Federers Konzentration gilt derzeit aber seinem Comeback. Im Februar unterzog sich der Weltranglisten-Vierte einer Operation am rechten Knie, der Eingriff ging ohne Komplikationen über die Bühne. "Die Reha läuft großartig", erklärte Coach Ivan Ljubicic schon vor ein paar Wochen. Er hoffe, "bald wieder mit Roger auf dem Platz zu stehen".

Ein geregeltes Training mit dem Team ist aufgrund der Coronakrise zwar noch nicht möglich, Spaß am Tennis hat Federer dennoch. Im Schneetreiben übte der Schweizer bereits ein bisschen. "Um sicherzugehen, dass ich noch weiß wie man Trickshots spielt", witzelte Federer und postete dazu ein passendes Video:

Wann der Ernst des Tour-Lebens wieder beginnt, ist dagegen offener denn je. ATP und WTA entschieden sich dazu, die Zwangspause bis mindestens 13. Juli zu verlängern. Craig Tiley, Turnierdirektor der Australian Open, verbreitete indes im Gespräch mit dem "Syndey Morning Herald" und "The Age" nicht gerade Optimismus:

Ich persönlich denke, dass es sehr schwer wird, in diesem Jahr wieder Tennis zu spielen. Das setzt globale Reisen voraus und ich glaube, dass dies eines der Dinge ist, die als Letztes wieder möglich sein werden.

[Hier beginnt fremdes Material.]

// SPDX-FileCopyrightText: 2026 Shopkeep Contributors
// SPDX-License-Identifier: MIT OR Apache-2.0

//! Runs compensation actions after a definitive failure.

use std::panic::AssertUnwindSafe;

use futures::FutureExt;
use tracing::{debug, warn};

use shopkeep_core::panic_message;

use crate::options::Compensation;
use crate::result::CompensationReport;

/// Run every compensation in order. A failing or panicking action is
/// recorded and logged; it never stops the ones after it.
pub(crate) async fn run_compensations(
    compensations: &[Compensation],
    log_enabled: bool,
) -> Vec<CompensationReport> {
    let mut reports = Vec::with_capacity(compensations.len());
    for compensation in compensations {
        let name = compensation.name();
        let outcome = AssertUnwindSafe(compensation.invoke()).catch_unwind().await;
        let error = match outcome {
            Ok(Ok(())) => {
                if log_enabled {
                    debug!(compensation = name, "compensation succeeded");
                }
                None
            }
            Ok(Err(e)) => {
                warn!(compensation = name, error = %e, "compensation failed");
                Some(e.to_string())
            }
            Err(payload) => {
                let message = panic_message(payload.as_ref());
                warn!(compensation = name, panic = %message, "compensation panicked");
                Some(format!("compensation panicked: {message}"))
            }
        };
        reports.push(CompensationReport {
            name: name.to_string(),
            error,
        });
    }
    reports
}

#[cfg(test)]
mod tests {
    use super::*;
    use std::sync::{Arc, Mutex};

    use shopkeep_core::ShopkeepError;
    use tracing_test::traced_test;

    fn recording(name: &'static str, log: &Arc<Mutex<Vec<&'static str>>>) -> Compensation {
        let log = Arc::clone(log);
        Compensation::new(name, move || {
            let log = Arc::clone(&log);
            async move {
                log.lock().unwrap().push(name);
                Ok(())
            }
        })
    }

    #[tokio::test]
    #[traced_test]
    async fn failures_do_not_stop_later_compensations() {
        let log = Arc::new(Mutex::new(Vec::new()));
        let compensations = vec![
            recording("first", &log),
            Compensation::new("broken", || async {
                Err(ShopkeepError::execution("gateway unavailable"))
            }),
            Compensation::new("exploding", || async {
                let explode = true;
                if explode {
                    panic!("kaboom");
                }
                Ok(())
            }),
            recording("last", &log),
        ];

        let reports = run_compensations(&compensations, true).await;

        assert_eq!(*log.lock().unwrap(), ["first", "last"]);
        let names: Vec<_> = reports.iter().map(|r| r.name.as_str()).collect();
        assert_eq!(names, ["first", "broken", "exploding", "last"]);
        assert!(reports[0].error.is_none());
        assert!(
            reports[1]
                .error
                .as_deref()
                .is_some_and(|e| e.contains("gateway unavailable"))
        );
        assert!(
            reports[2]
                .error
                .as_deref()
                .is_some_and(|e| e.contains("kaboom"))
        );
        assert!(logs_contain("compensation failed"));
        assert!(logs_contain("compensation panicked"));
    }
}
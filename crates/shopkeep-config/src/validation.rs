// SPDX-FileCopyrightText: 2026 Shopkeep Contributors
// SPDX-License-Identifier: MIT OR Apache-2.0

//! Post-deserialization validation for configuration values.
//!
//! Validates semantic constraints that cannot be expressed via serde attributes,
//! such as non-empty paths, known log levels, and consistent retry bounds.

use crate::diagnostic::ConfigError;
use crate::model::ShopkeepConfig;

const LOG_LEVELS: &[&str] = &["trace", "debug", "info", "warn", "error"];

/// Validate a deserialized configuration for semantic correctness.
///
/// Returns `Ok(())` if all validations pass, or `Err(Vec<ConfigError>)` with
/// all collected validation errors (does not fail fast).
pub fn validate_config(config: &ShopkeepConfig) -> Result<(), Vec<ConfigError>> {
    let mut errors = Vec::new();
    let mut fail = |message: String| errors.push(ConfigError::Validation { message });

    if !LOG_LEVELS.contains(&config.service.log_level.as_str()) {
        fail(format!(
            "service.log_level `{}` must be one of {}",
            config.service.log_level,
            LOG_LEVELS.join(", ")
        ));
    }

    if config.storage.database_path.trim().is_empty() {
        fail("storage.database_path must not be empty".to_string());
    }

    if config.storage.poll_interval_ms == 0 {
        fail("storage.poll_interval_ms must be at least 1".to_string());
    }

    if config.executor.timeout_ms == 0 {
        fail("executor.timeout_ms must be at least 1".to_string());
    }

    let recovery = &config.recovery;

    if recovery.queue_key.trim().is_empty() {
        fail("recovery.queue_key must not be empty".to_string());
    }

    if recovery.key_prefix.trim().is_empty() {
        fail("recovery.key_prefix must not be empty".to_string());
    } else if recovery.key_prefix == recovery.queue_key {
        fail("recovery.key_prefix must differ from recovery.queue_key".to_string());
    }

    if recovery.max_retries_limit == 0 {
        fail("recovery.max_retries_limit must be at least 1".to_string());
    }

    if recovery.default_max_retries == 0 || recovery.default_max_retries > recovery.max_retries_limit
    {
        fail(format!(
            "recovery.default_max_retries must be between 1 and {}, got {}",
            recovery.max_retries_limit, recovery.default_max_retries
        ));
    }

    if recovery.dequeue_timeout_ms == 0 {
        fail("recovery.dequeue_timeout_ms must be at least 1".to_string());
    }

    if recovery.backoff_unit_secs == 0 {
        fail("recovery.backoff_unit_secs must be at least 1".to_string());
    }

    if recovery.backoff_max_secs < recovery.backoff_unit_secs {
        fail(format!(
            "recovery.backoff_max_secs ({}) must not be below recovery.backoff_unit_secs ({})",
            recovery.backoff_max_secs, recovery.backoff_unit_secs
        ));
    }

    if recovery.task_ttl_secs < recovery.backoff_max_secs {
        fail(format!(
            "recovery.task_ttl_secs ({}) must cover at least one maximal backoff ({}s), \
             otherwise a scheduled task can expire before it is retried",
            recovery.task_ttl_secs, recovery.backoff_max_secs
        ));
    }

    if recovery.workers == 0 {
        fail("recovery.workers must be at least 1".to_string());
    }

    if errors.is_empty() {
        Ok(())
    } else {
        Err(errors)
    }
}
// SPDX-FileCopyrightText: 2026 Shopkeep Contributors
// SPDX-License-Identifier: MIT OR Apache-2.0

//! Transactional document store consumed by the transaction executor.
//!
//! Business records live in named collections of JSON documents. A
//! [`StoreTxn`] is owned by exactly one caller at a time and must end in
//! exactly one [`StoreTxn::commit`] or [`StoreTxn::rollback`].

use async_trait::async_trait;
use serde_json::Value;

use crate::error::ShopkeepError;
use crate::traits::adapter::PluginAdapter;
use crate::types::IsolationLevel;

/// A relational-style store that can open transactions.
#[async_trait]
pub trait TransactionalStore: PluginAdapter {
    /// Opens a new transaction at the requested isolation level.
    ///
    /// Implementations hand out exclusive ownership: no two open
    /// transactions share an underlying connection.
    async fn begin(&self, isolation: IsolationLevel)
    -> Result<Box<dyn StoreTxn>, ShopkeepError>;
}

/// An open transaction handle.
#[async_trait]
pub trait StoreTxn: Send {
    /// Reads a document, seeing this transaction's own uncommitted writes.
    async fn get(&mut self, collection: &str, key: &str) -> Result<Option<Value>, ShopkeepError>;

    /// Inserts or fully replaces a document.
    async fn put(&mut self, collection: &str, key: &str, value: Value)
    -> Result<(), ShopkeepError>;

    /// Deletes a document. Returns `true` if it existed.
    async fn delete(&mut self, collection: &str, key: &str) -> Result<bool, ShopkeepError>;

    /// Creates a named savepoint.
    async fn savepoint(&mut self, name: &str) -> Result<(), ShopkeepError>;

    /// Undoes all work since the named savepoint. The savepoint itself stays
    /// active and can be rolled back to again.
    async fn rollback_to_savepoint(&mut self, name: &str) -> Result<(), ShopkeepError>;

    /// Forgets the named savepoint (and any created after it), keeping its work.
    async fn release_savepoint(&mut self, name: &str) -> Result<(), ShopkeepError>;

    /// Commits the transaction. If the commit fails the implementation rolls
    /// the transaction back before returning the error.
    async fn commit(self: Box<Self>) -> Result<(), ShopkeepError>;

    /// Rolls the whole transaction back.
    async fn rollback(self: Box<Self>) -> Result<(), ShopkeepError>;
}

/// Returns `true` if `name` can be used verbatim as a savepoint identifier.
pub fn is_valid_savepoint_name(name: &str) -> bool {
    let mut chars = name.chars();
    match chars.next() {
        Some(c) if c.is_ascii_alphabetic() || c == '_' => {}
        _ => return false,
    }
    name.len() <= 64 && chars.all(|c| c.is_ascii_alphanumeric() || c == '_')
}
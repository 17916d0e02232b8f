// SPDX-FileCopyrightText: 2026 Shopkeep Contributors
// SPDX-License-Identifier: MIT OR Apache-2.0

//! Configuration system for the Shopkeep consistency engine.
//!
//! Provides TOML configuration parsing with strict validation (`deny_unknown_fields`),
//! XDG file hierarchy lookup, environment variable overrides, and miette
//! diagnostics with typo suggestions.
//!
//! # Usage
//!
//! ```no_run
//! use shopkeep_config::load_and_validate;
//!
//! let config = load_and_validate().expect("config errors");
//! println!("queue: {}", config.recovery.queue_key);
//! ```

pub mod diagnostic;
pub mod loader;
pub mod model;
pub mod validation;

pub use diagnostic::{ConfigError, render_errors};
pub use loader::{load_config, load_config_from_path, load_config_from_str};
pub use model::ShopkeepConfig;

use std::path::Path;

/// Load configuration from the XDG hierarchy and validate it.
pub fn load_and_validate() -> Result<ShopkeepConfig, Vec<ConfigError>> {
    finish(loader::load_config(), collect_toml_sources)
}

/// Load configuration from an explicit file (plus env overrides) and validate it.
pub fn load_and_validate_path(path: &Path) -> Result<ShopkeepConfig, Vec<ConfigError>> {
    finish(loader::load_config_from_path(path), || read_sources([path]))
}

/// Load configuration from a TOML string and validate it.
///
/// Useful for testing and explicit configuration.
pub fn load_and_validate_str(toml_content: &str) -> Result<ShopkeepConfig, Vec<ConfigError>> {
    finish(loader::load_config_from_str(toml_content), || {
        vec![("<inline>".to_string(), toml_content.to_string())]
    })
}

fn finish(
    loaded: Result<ShopkeepConfig, figment::Error>,
    sources: impl FnOnce() -> Vec<(String, String)>,
) -> Result<ShopkeepConfig, Vec<ConfigError>> {
    match loaded {
        Ok(config) => {
            validation::validate_config(&config)?;
            tracing::debug!(database = %config.storage.database_path, "configuration loaded");
            Ok(config)
        }
        Err(err) => Err(diagnostic::figment_to_config_errors(err, &sources())),
    }
}

/// Contents of every config file that exists, for error span resolution.
fn collect_toml_sources() -> Vec<(String, String)> {
    read_sources(loader::config_file_paths())
}

fn read_sources<P: AsRef<Path>>(paths: impl IntoIterator<Item = P>) -> Vec<(String, String)> {
    paths
        .into_iter()
        .filter_map(|path| {
            let path = path.as_ref();
            let content = std::fs::read_to_string(path).ok()?;
            let display = std::fs::canonicalize(path)
                .unwrap_or_else(|_| path.to_path_buf())
                .display()
                .to_string();
            Some((display, content))
        })
        .collect()
}
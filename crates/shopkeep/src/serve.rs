// SPDX-FileCopyrightText: 2026 Shopkeep Contributors
// SPDX-License-Identifier: MIT OR Apache-2.0

//! `shopkeep serve` command implementation.
//!
//! Runs the configured number of recovery workers over the shared queue,
//! plus a housekeeping loop that purges expired KV entries, until SIGINT or
//! SIGTERM. Workers finish the task they hold before the process exits.

use std::sync::Arc;
use std::time::Duration;

use tokio::task::JoinSet;
use tokio_util::sync::CancellationToken;
use tracing::{debug, error, info, warn};

use shopkeep_core::ShopkeepError;

use crate::app::AppContext;
use crate::shutdown;

const PURGE_INTERVAL: Duration = Duration::from_secs(600);

/// Runs the `shopkeep serve` command.
pub async fn run_serve(ctx: Arc<AppContext>, workers: Option<usize>) -> Result<(), ShopkeepError> {
    let workers = workers.unwrap_or(ctx.config.recovery.workers);
    if workers == 0 {
        return Err(ShopkeepError::InvalidArgument(
            "at least one worker is required".to_string(),
        ));
    }

    let token = shutdown::install_signal_handler()?;
    info!(
        service = %ctx.config.service.name,
        workers,
        queue = %ctx.config.recovery.queue_key,
        "starting shopkeep serve"
    );

    run_workers(Arc::clone(&ctx), workers, token).await;

    ctx.close().await;
    info!("shopkeep serve stopped");
    Ok(())
}

/// Runs `workers` recovery workers and the purge loop until `shutdown` is
/// cancelled, then waits for all of them to finish.
pub async fn run_workers(ctx: Arc<AppContext>, workers: usize, shutdown: CancellationToken) {
    let mut tasks = JoinSet::new();
    for id in 0..workers {
        let worker = ctx.worker(id);
        let token = shutdown.clone();
        tasks.spawn(async move { worker.run(token).await });
    }
    tasks.spawn(purge_loop(Arc::clone(&ctx), shutdown.clone()));

    while let Some(joined) = tasks.join_next().await {
        if let Err(e) = joined {
            error!(error = %e, "background task ended abnormally");
            // A dead worker must not leave the rest running unsupervised.
            shutdown.cancel();
        }
    }
}

async fn purge_loop(ctx: Arc<AppContext>, shutdown: CancellationToken) {
    let mut ticker = tokio::time::interval(PURGE_INTERVAL);
    loop {
        tokio::select! {
            _ = ticker.tick() => {}
            _ = shutdown.cancelled() => break,
        }
        match ctx.kv.purge_expired().await {
            Ok(removed) => debug!(removed, "expired entries purged"),
            Err(e) => warn!(error = %e, "purging expired entries failed"),
        }
    }
}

Es ist schwer zu beurteilen, ob es für Federers Konkurrenzfähigkeit ein Vor- oder Nachteil ist, wenn es erst 2021 weiterginge. Man darf aber sicher sein, dass der Maestro alles darauf ausrichten wird, topfit in Wimbledon aufzuschlagen - denn so kann und darf die Geschichte einfach nicht enden.